What you have to do => The entries underneath need to be duplicated exactly, with none omitted.

Source material =>

--

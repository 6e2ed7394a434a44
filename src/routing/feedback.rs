use std::collections::{BTreeMap, BTreeSet};

use serde::Serialize;
use tracing::warn;
use uuid::Uuid;

use super::{RoutingConnection, RoutingGraph, adjacency, detect_cycles};
use crate::engine::{AudioPeaks, PluginId};
use crate::error::{ControlError, ControlResult};
use crate::owner::engine_op;

const HIGH_RISK_PEAK: f64 = 0.9;

#[derive(Debug, Clone, Copy, PartialEq, Eq, Serialize)]
#[serde(rename_all = "snake_case")]
pub enum Risk {
    Medium,
    High,
}

#[derive(Debug, Clone, PartialEq, Serialize)]
pub struct FeedbackPoint {
    pub plugin_id: PluginId,
    pub peak: f64,
    pub risk: Risk,
}

#[derive(Debug, Clone, PartialEq, Serialize)]
pub struct RiskyConnection {
    pub connection_id: Uuid,
    pub source_plugin: PluginId,
    pub destination_plugin: PluginId,
    pub source_peak: f64,
}

#[derive(Debug, Clone, Serialize)]
pub struct FeedbackReport {
    pub sensitivity: f64,
    pub cycles_detected: bool,
    pub cycle_members: Vec<PluginId>,
    pub feedback_points: Vec<FeedbackPoint>,
    pub risky_connections: Vec<RiskyConnection>,
    pub warnings: Vec<String>,
}

impl FeedbackReport {
    pub fn feedback_detected(&self) -> bool {
        !self.feedback_points.is_empty()
    }
}

impl RoutingGraph {
    /// Combine the structural cycle check with measured output peaks. A cycle
    /// member only counts as a feedback point when its average output peak
    /// exceeds `sensitivity`.
    pub async fn detect_feedback(&self, sensitivity: Option<f64>) -> ControlResult<FeedbackReport> {
        let sensitivity = sensitivity.unwrap_or(self.default_sensitivity);
        if !sensitivity.is_finite() || sensitivity < 0.0 {
            return Err(ControlError::invalid(format!(
                "sensitivity {sensitivity} must be a finite, non-negative number"
            )));
        }

        let connections = self.connections().await?;
        let report = detect_cycles(&adjacency(connections.iter().map(RoutingConnection::edge)));

        let plugins: BTreeSet<PluginId> = connections
            .iter()
            .flat_map(|c| [c.source.plugin_id, c.destination.plugin_id])
            .collect();
        let ops = plugins
            .iter()
            .map(|&id| {
                engine_op(format!("read peaks of plugin {id}"), &self.engine, move |e| {
                    e.get_audio_peaks(id)
                })
            })
            .collect();
        let outcome = self.batch.run_batch("read audio peaks", ops).await;
        let peaks: BTreeMap<PluginId, AudioPeaks> = plugins
            .iter()
            .copied()
            .zip(outcome.results)
            .filter_map(|(id, peaks)| peaks.map(|p| (id, p)))
            .collect();

        let feedback_points: Vec<FeedbackPoint> = report
            .members
            .iter()
            .filter_map(|id| {
                let peak = peaks.get(id)?.output_average();
                (peak > sensitivity).then(|| FeedbackPoint {
                    plugin_id: *id,
                    peak,
                    risk: if peak > HIGH_RISK_PEAK {
                        Risk::High
                    } else {
                        Risk::Medium
                    },
                })
            })
            .collect();

        let risky_connections = connections
            .iter()
            .filter_map(|c| {
                let peak = peaks.get(&c.source.plugin_id)?.output_max();
                (peak > sensitivity).then(|| RiskyConnection {
                    connection_id: c.id,
                    source_plugin: c.source.plugin_id,
                    destination_plugin: c.destination.plugin_id,
                    source_peak: peak,
                })
            })
            .collect();

        if !feedback_points.is_empty() {
            warn!(
                "Feedback detected at {} plugin(s) with sensitivity {sensitivity}",
                feedback_points.len()
            );
        }
        Ok(FeedbackReport {
            sensitivity,
            cycles_detected: report.has_cycles(),
            cycle_members: report.members.into_iter().collect(),
            feedback_points,
            risky_connections,
            warnings: outcome.warnings,
        })
    }
}

#[cfg(test)]
mod tests {
    use super::super::PortRef;
    use super::super::tests::setup;
    use super::*;

    fn port(plugin_id: PluginId) -> PortRef {
        PortRef { plugin_id, port: 0 }
    }

    fn loud(level: f64) -> AudioPeaks {
        AudioPeaks {
            out_left: level,
            out_right: level,
            ..AudioPeaks::default()
        }
    }

    #[tokio::test]
    async fn quiet_cycle_is_not_feedback() {
        let (engine, graph, ids) = setup(2).await;
        graph.connect(port(ids[0]), port(ids[1]), 1.0).await.unwrap();
        graph.connect(port(ids[1]), port(ids[0]), 1.0).await.unwrap();
        engine.set_peaks(ids[0], loud(0.2));

        let report = graph.detect_feedback(None).await.unwrap();
        assert!(report.cycles_detected);
        assert!(!report.feedback_detected());
        assert!(report.risky_connections.is_empty());
    }

    #[tokio::test]
    async fn loud_cycle_member_is_reported_with_risk() {
        let (engine, graph, ids) = setup(3).await;
        graph.connect(port(ids[0]), port(ids[1]), 1.0).await.unwrap();
        graph.connect(port(ids[1]), port(ids[0]), 1.0).await.unwrap();
        graph.connect(port(ids[1]), port(ids[2]), 1.0).await.unwrap();
        engine.set_peaks(ids[0], loud(0.95));
        engine.set_peaks(ids[1], loud(0.85));
        engine.set_peaks(ids[2], loud(0.99));

        let report = graph.detect_feedback(Some(0.8)).await.unwrap();
        assert_eq!(
            report.feedback_points,
            vec![
                FeedbackPoint {
                    plugin_id: ids[0],
                    peak: 0.95,
                    risk: Risk::High
                },
                FeedbackPoint {
                    plugin_id: ids[1],
                    peak: 0.85,
                    risk: Risk::Medium
                },
            ]
        );
        assert_eq!(report.risky_connections.len(), 3);
    }

    #[tokio::test]
    async fn loud_plugin_on_overlapping_loop_is_reported() {
        let (engine, graph, ids) = setup(4).await;
        for (from, to) in [(0, 1), (1, 2), (2, 0), (0, 3), (3, 1)] {
            graph.connect(port(ids[from]), port(ids[to]), 1.0).await.unwrap();
        }
        engine.set_peaks(ids[3], loud(0.95));

        let report = graph.detect_feedback(None).await.unwrap();
        assert_eq!(report.cycle_members, ids);
        assert_eq!(
            report.feedback_points,
            vec![FeedbackPoint {
                plugin_id: ids[3],
                peak: 0.95,
                risk: Risk::High
            }]
        );
    }

    #[tokio::test]
    async fn loud_acyclic_graph_only_flags_connections() {
        let (engine, graph, ids) = setup(2).await;
        graph.connect(port(ids[0]), port(ids[1]), 1.0).await.unwrap();
        engine.set_peaks(ids[0], loud(1.0));

        let report = graph.detect_feedback(None).await.unwrap();
        assert!(!report.cycles_detected);
        assert!(!report.feedback_detected());
        assert_eq!(report.risky_connections.len(), 1);
        assert!(graph.detect_feedback(Some(f64::NAN)).await.is_err());
    }
}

--

Task result =>
repository 6e2ed7394a434a44
filename src/routing/feedback.rs
use std::collections::{BTreeMap, BTreeSet};

use serde::Serialize;
use tracing::warn;
use uuid::Uuid;

use super::{RoutingConnection, RoutingGraph, adjacency, detect_cycles};
use crate::engine::{AudioPeaks, PluginId};
use crate::error::{ControlError, ControlResult};
use crate::owner::engine_op;

const HIGH_RISK_PEAK: f64 = 0.9;

#[derive(Debug, Clone, Copy, PartialEq, Eq, Serialize)]
#[serde(rename_all = "snake_case")]
pub enum Risk {
    Medium,
    High,
}

#[derive(Debug, Clone, PartialEq, Serialize)]
pub struct FeedbackPoint {
    pub plugin_id: PluginId,
    pub peak: f64,
    pub risk: Risk,
}

#[derive(Debug, Clone, PartialEq, Serialize)]
pub struct RiskyConnection {
    pub connection_id: Uuid,
    pub source_plugin: PluginId,
    pub destination_plugin: PluginId,
    pub source_peak: f64,
}

#[derive(Debug, Clone, Serialize)]
pub struct FeedbackReport {
    pub sensitivity: f64,
    pub cycles_detected: bool,
    pub cycle_members: Vec<PluginId>,
    pub feedback_points: Vec<FeedbackPoint>,
    pub risky_connections: Vec<RiskyConnection>,
    pub warnings: Vec<String>,
}

impl FeedbackReport {
    pub fn feedback_detected(&self) -> bool {
        !self.feedback_points.is_empty()
    }
}

impl RoutingGraph {
    /// Combine the structural cycle check with measured output peaks. A cycle
    /// member only counts as a feedback point when its average output peak
    /// exceeds `sensitivity`.
    pub async fn detect_feedback(&self, sensitivity: Option<f64>) -> ControlResult<FeedbackReport> {
        let sensitivity = sensitivity.unwrap_or(self.default_sensitivity);
        if !sensitivity.is_finite() || sensitivity < 0.0 {
            return Err(ControlError::invalid(format!(
                "sensitivity {sensitivity} must be a finite, non-negative number"
            )));
        }

        let connections = self.connections().await?;
        let report = detect_cycles(&adjacency(connections.iter().map(RoutingConnection::edge)));

        let plugins: BTreeSet<PluginId> = connections
            .iter()
            .flat_map(|c| [c.source.plugin_id, c.destination.plugin_id])
            .collect();
        let ops = plugins
            .iter()
            .map(|&id| {
                engine_op(format!("read peaks of plugin {id}"), &self.engine, move |e| {
                    e.get_audio_peaks(id)
                })
            })
            .collect();
        let outcome = self.batch.run_batch("read audio peaks", ops).await;
        let peaks: BTreeMap<PluginId, AudioPeaks> = plugins
            .iter()
            .copied()
            .zip(outcome.results)
            .filter_map(|(id, peaks)| peaks.map(|p| (id, p)))
            .collect();

        let feedback_points: Vec<FeedbackPoint> = report
            .members
            .iter()
            .filter_map(|id| {
                let peak = peaks.get(id)?.output_average();
                (peak > sensitivity).then(|| FeedbackPoint {
                    plugin_id: *id,
                    peak,
                    risk: if peak > HIGH_RISK_PEAK {
                        Risk::High
                    } else {
                        Risk::Medium
                    },
                })
            })
            .collect();

        let risky_connections = connections
            .iter()
            .filter_map(|c| {
                let peak = peaks.get(&c.source.plugin_id)?.output_max();
                (peak > sensitivity).then(|| RiskyConnection {
                    connection_id: c.id,
                    source_plugin: c.source.plugin_id,
                    destination_plugin: c.destination.plugin_id,
                    source_peak: peak,
                })
            })
            .collect();

        if !feedback_points.is_empty() {
            warn!(
                "Feedback detected at {} plugin(s) with sensitivity {sensitivity}",
                feedback_points.len()
            );
        }
        Ok(FeedbackReport {
            sensitivity,
            cycles_detected: report.has_cycles(),
            cycle_members: report.members.into_iter().collect(),
            feedback_points,
            risky_connections,
            warnings: outcome.warnings,
        })
    }
}

#[cfg(test)]
mod tests {
    use super::super::PortRef;
    use super::super::tests::setup;
    use super::*;

    fn port(plugin_id: PluginId) -> PortRef {
        PortRef { plugin_id, port: 0 }
    }

    fn loud(level: f64) -> AudioPeaks {
        AudioPeaks {
            out_left: level,
            out_right: level,
            ..AudioPeaks::default()
        }
    }

    #[tokio::test]
    async fn quiet_cycle_is_not_feedback() {
        let (engine, graph, ids) = setup(2).await;
        graph.connect(port(ids[0]), port(ids[1]), 1.0).await.unwrap();
        graph.connect(port(ids[1]), port(ids[0]), 1.0).await.unwrap();
        engine.set_peaks(ids[0], loud(0.2));

        let report = graph.detect_feedback(None).await.unwrap();
        assert!(report.cycles_detected);
        assert!(!report.feedback_detected());
        assert!(report.risky_connections.is_empty());
    }

    #[tokio::test]
    async fn loud_cycle_member_is_reported_with_risk() {
        let (engine, graph, ids) = setup(3).await;
        graph.connect(port(ids[0]), port(ids[1]), 1.0).await.unwrap();
        graph.connect(port(ids[1]), port(ids[0]), 1.0).await.unwrap();
        graph.connect(port(ids[1]), port(ids[2]), 1.0).await.unwrap();
        engine.set_peaks(ids[0], loud(0.95));
        engine.set_peaks(ids[1], loud(0.85));
        engine.set_peaks(ids[2], loud(0.99));

        let report = graph.detect_feedback(Some(0.8)).await.unwrap();
        assert_eq!(
            report.feedback_points,
            vec![
                FeedbackPoint {
                    plugin_id: ids[0],
                    peak: 0.95,
                    risk: Risk::High
                },
                FeedbackPoint {
                    plugin_id: ids[1],
                    peak: 0.85,
                    risk: Risk::Medium
                },
            ]
        );
        assert_eq!(report.risky_connections.len(), 3);
    }

    #[tokio::test]
    async fn loud_plugin_on_overlapping_loop_is_reported() {
        let (engine, graph, ids) = setup(4).await;
        for (from, to) in [(0, 1), (1, 2), (2, 0), (0, 3), (3, 1)] {
            graph.connect(port(ids[from]), port(ids[to]), 1.0).await.unwrap();
        }
        engine.set_peaks(ids[3], loud(0.95));

        let report = graph.detect_feedback(None).await.unwrap();
        assert_eq!(report.cycle_members, ids);
        assert_eq!(
            report.feedback_points,
            vec![FeedbackPoint {
                plugin_id: ids[3],
                peak: 0.95,
                risk: Risk::High
            }]
        );
    }

    #[tokio::test]
    async fn loud_acyclic_graph_only_flags_connections() {
        let (engine, graph, ids) = setup(2).await;
        graph.connect(port(ids[0]), port(ids[1]), 1.0).await.unwrap();
        engine.set_peaks(ids[0], loud(1.0));

        let report = graph.detect_feedback(None).await.unwrap();
        assert!(!report.cycles_detected);
        assert!(!report.feedback_detected());
        assert_eq!(report.risky_connections.len(), 1);
        assert!(graph.detect_feedback(Some(f64::NAN)).await.is_err());
    }
}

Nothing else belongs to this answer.